INSTRUCTIONS TO FOLLOW
Word for word, restate every line of the listing that follows.
• • • • •
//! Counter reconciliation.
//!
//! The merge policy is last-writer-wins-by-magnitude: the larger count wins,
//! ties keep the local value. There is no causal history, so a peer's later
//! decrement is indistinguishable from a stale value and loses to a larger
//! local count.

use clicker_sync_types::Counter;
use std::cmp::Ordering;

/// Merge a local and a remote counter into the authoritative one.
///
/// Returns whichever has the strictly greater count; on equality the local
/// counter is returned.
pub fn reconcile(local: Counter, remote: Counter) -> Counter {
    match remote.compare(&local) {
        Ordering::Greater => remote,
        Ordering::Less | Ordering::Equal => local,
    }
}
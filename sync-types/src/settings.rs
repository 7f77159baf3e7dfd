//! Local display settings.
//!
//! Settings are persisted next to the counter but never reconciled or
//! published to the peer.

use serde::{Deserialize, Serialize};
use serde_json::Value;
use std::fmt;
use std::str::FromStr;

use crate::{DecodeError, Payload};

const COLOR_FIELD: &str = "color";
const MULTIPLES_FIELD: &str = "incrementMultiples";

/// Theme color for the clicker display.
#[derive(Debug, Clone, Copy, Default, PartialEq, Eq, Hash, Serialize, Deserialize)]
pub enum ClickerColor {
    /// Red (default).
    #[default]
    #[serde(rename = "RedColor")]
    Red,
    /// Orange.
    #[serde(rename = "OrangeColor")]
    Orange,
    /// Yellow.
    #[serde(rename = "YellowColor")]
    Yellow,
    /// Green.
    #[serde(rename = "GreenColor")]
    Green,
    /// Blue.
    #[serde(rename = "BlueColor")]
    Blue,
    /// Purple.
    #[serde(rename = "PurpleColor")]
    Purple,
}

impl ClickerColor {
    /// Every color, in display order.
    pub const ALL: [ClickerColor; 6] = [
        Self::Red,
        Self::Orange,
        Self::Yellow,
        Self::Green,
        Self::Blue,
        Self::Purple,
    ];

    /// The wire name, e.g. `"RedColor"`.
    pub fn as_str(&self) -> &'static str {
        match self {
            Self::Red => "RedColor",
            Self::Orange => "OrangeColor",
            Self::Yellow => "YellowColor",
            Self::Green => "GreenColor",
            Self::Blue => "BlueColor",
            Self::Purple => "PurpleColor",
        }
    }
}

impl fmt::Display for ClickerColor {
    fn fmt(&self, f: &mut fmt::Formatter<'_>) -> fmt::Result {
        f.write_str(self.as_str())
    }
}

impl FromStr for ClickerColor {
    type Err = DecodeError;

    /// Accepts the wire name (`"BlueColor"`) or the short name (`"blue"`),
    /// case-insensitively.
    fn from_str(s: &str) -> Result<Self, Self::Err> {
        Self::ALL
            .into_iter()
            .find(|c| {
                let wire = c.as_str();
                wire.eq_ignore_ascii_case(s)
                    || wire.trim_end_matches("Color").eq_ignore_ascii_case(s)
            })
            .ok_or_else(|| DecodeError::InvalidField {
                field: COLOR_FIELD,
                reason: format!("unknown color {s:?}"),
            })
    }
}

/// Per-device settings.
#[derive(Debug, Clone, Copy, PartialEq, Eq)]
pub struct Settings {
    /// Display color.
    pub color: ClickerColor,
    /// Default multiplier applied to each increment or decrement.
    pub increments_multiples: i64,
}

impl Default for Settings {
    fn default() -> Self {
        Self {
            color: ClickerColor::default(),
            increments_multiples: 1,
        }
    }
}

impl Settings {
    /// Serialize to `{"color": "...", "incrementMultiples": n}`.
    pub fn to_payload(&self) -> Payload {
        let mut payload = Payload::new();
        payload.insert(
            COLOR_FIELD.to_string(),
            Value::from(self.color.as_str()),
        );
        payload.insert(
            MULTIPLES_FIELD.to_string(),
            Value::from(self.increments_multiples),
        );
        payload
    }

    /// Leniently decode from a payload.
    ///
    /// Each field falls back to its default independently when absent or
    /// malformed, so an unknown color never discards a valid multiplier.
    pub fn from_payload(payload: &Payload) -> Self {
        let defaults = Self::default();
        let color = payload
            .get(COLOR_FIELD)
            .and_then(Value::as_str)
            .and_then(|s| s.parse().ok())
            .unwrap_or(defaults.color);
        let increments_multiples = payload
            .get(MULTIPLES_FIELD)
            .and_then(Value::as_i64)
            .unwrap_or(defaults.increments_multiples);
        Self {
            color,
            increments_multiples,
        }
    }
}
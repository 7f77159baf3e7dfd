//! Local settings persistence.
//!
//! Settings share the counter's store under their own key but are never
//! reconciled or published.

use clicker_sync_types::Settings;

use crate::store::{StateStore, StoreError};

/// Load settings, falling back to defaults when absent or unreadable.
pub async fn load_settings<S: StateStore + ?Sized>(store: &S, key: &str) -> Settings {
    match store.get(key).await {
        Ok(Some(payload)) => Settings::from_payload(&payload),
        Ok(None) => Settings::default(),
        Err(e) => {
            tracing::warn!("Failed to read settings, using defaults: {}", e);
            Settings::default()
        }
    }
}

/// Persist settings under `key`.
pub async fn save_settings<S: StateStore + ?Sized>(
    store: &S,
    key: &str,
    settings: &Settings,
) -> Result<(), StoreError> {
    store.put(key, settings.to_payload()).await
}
• • • • •
PROBLEM SOLUTION
//! Counter reconciliation.
//!
//! The merge policy is last-writer-wins-by-magnitude: the larger count wins,
//! ties keep the local value. There is no causal history, so a peer's later
//! decrement is indistinguishable from a stale value and loses to a larger
//! local count.

use clicker_sync_types::Counter;
use std::cmp::Ordering;

/// Merge a local and a remote counter into the authoritative one.
///
/// Returns whichever has the strictly greater count; on equality the local
/// counter is returned.
pub fn reconcile(local: Counter, remote: Counter) -> Counter {
    match remote.compare(&local) {
        Ordering::Greater => remote,
        Ordering::Less | Ordering::Equal => local,
    }
}
filename sync-types/src/settings.rs
repository 7f77159baf3e7dfd
//! Local display settings.
//!
//! Settings are persisted next to the counter but never reconciled or
//! published to the peer.

use serde::{Deserialize, Serialize};
use serde_json::Value;
use std::fmt;
use std::str::FromStr;

use crate::{DecodeError, Payload};

const COLOR_FIELD: &str = "color";
const MULTIPLES_FIELD: &str = "incrementMultiples";

/// Theme color for the clicker display.
#[derive(Debug, Clone, Copy, Default, PartialEq, Eq, Hash, Serialize, Deserialize)]
pub enum ClickerColor {
    /// Red (default).
    #[default]
    #[serde(rename = "RedColor")]
    Red,
    /// Orange.
    #[serde(rename = "OrangeColor")]
    Orange,
    /// Yellow.
    #[serde(rename = "YellowColor")]
    Yellow,
    /// Green.
    #[serde(rename = "GreenColor")]
    Green,
    /// Blue.
    #[serde(rename = "BlueColor")]
    Blue,
    /// Purple.
    #[serde(rename = "PurpleColor")]
    Purple,
}

impl ClickerColor {
    /// Every color, in display order.
    pub const ALL: [ClickerColor; 6] = [
        Self::Red,
        Self::Orange,
        Self::Yellow,
        Self::Green,
        Self::Blue,
        Self::Purple,
    ];

    /// The wire name, e.g. `"RedColor"`.
    pub fn as_str(&self) -> &'static str {
        match self {
            Self::Red => "RedColor",
            Self::Orange => "OrangeColor",
            Self::Yellow => "YellowColor",
            Self::Green => "GreenColor",
            Self::Blue => "BlueColor",
            Self::Purple => "PurpleColor",
        }
    }
}

impl fmt::Display for ClickerColor {
    fn fmt(&self, f: &mut fmt::Formatter<'_>) -> fmt::Result {
        f.write_str(self.as_str())
    }
}

impl FromStr for ClickerColor {
    type Err = DecodeError;

    /// Accepts the wire name (`"BlueColor"`) or the short name (`"blue"`),
    /// case-insensitively.
    fn from_str(s: &str) -> Result<Self, Self::Err> {
        Self::ALL
            .into_iter()
            .find(|c| {
                let wire = c.as_str();
                wire.eq_ignore_ascii_case(s)
                    || wire.trim_end_matches("Color").eq_ignore_ascii_case(s)
            })
            .ok_or_else(|| DecodeError::InvalidField {
                field: COLOR_FIELD,
                reason: format!("unknown color {s:?}"),
            })
    }
}

/// Per-device settings.
#[derive(Debug, Clone, Copy, PartialEq, Eq)]
pub struct Settings {
    /// Display color.
    pub color: ClickerColor,
    /// Default multiplier applied to each increment or decrement.
    pub increments_multiples: i64,
}

impl Default for Settings {
    fn default() -> Self {
        Self {
            color: ClickerColor::default(),
            increments_multiples: 1,
        }
    }
}

impl Settings {
    /// Serialize to `{"color": "...", "incrementMultiples": n}`.
    pub fn to_payload(&self) -> Payload {
        let mut payload = Payload::new();
        payload.insert(
            COLOR_FIELD.to_string(),
            Value::from(self.color.as_str()),
        );
        payload.insert(
            MULTIPLES_FIELD.to_string(),
            Value::from(self.increments_multiples),
        );
        payload
    }

    /// Leniently decode from a payload.
    ///
    /// Each field falls back to its default independently when absent or
    /// malformed, so an unknown color never discards a valid multiplier.
    pub fn from_payload(payload: &Payload) -> Self {
        let defaults = Self::default();
        let color = payload
            .get(COLOR_FIELD)
            .and_then(Value::as_str)
            .and_then(|s| s.parse().ok())
            .unwrap_or(defaults.color);
        let increments_multiples = payload
            .get(MULTIPLES_FIELD)
            .and_then(Value::as_i64)
            .unwrap_or(defaults.increments_multiples);
        Self {
            color,
            increments_multiples,
        }
    }
}
repository 7f77159baf3e7dfd
//! Local settings persistence.
//!
//! Settings share the counter's store under their own key but are never
//! reconciled or published.

use clicker_sync_types::Settings;

use crate::store::{StateStore, StoreError};

/// Load settings, falling back to defaults when absent or unreadable.
pub async fn load_settings<S: StateStore + ?Sized>(store: &S, key: &str) -> Settings {
    match store.get(key).await {
        Ok(Some(payload)) => Settings::from_payload(&payload),
        Ok(None) => Settings::default(),
        Err(e) => {
            tracing::warn!("Failed to read settings, using defaults: {}", e);
            Settings::default()
        }
    }
}

/// Persist settings under `key`.
pub async fn save_settings<S: StateStore + ?Sized>(
    store: &S,
    key: &str,
    settings: &Settings,
) -> Result<(), StoreError> {
    store.put(key, settings.to_payload()).await
}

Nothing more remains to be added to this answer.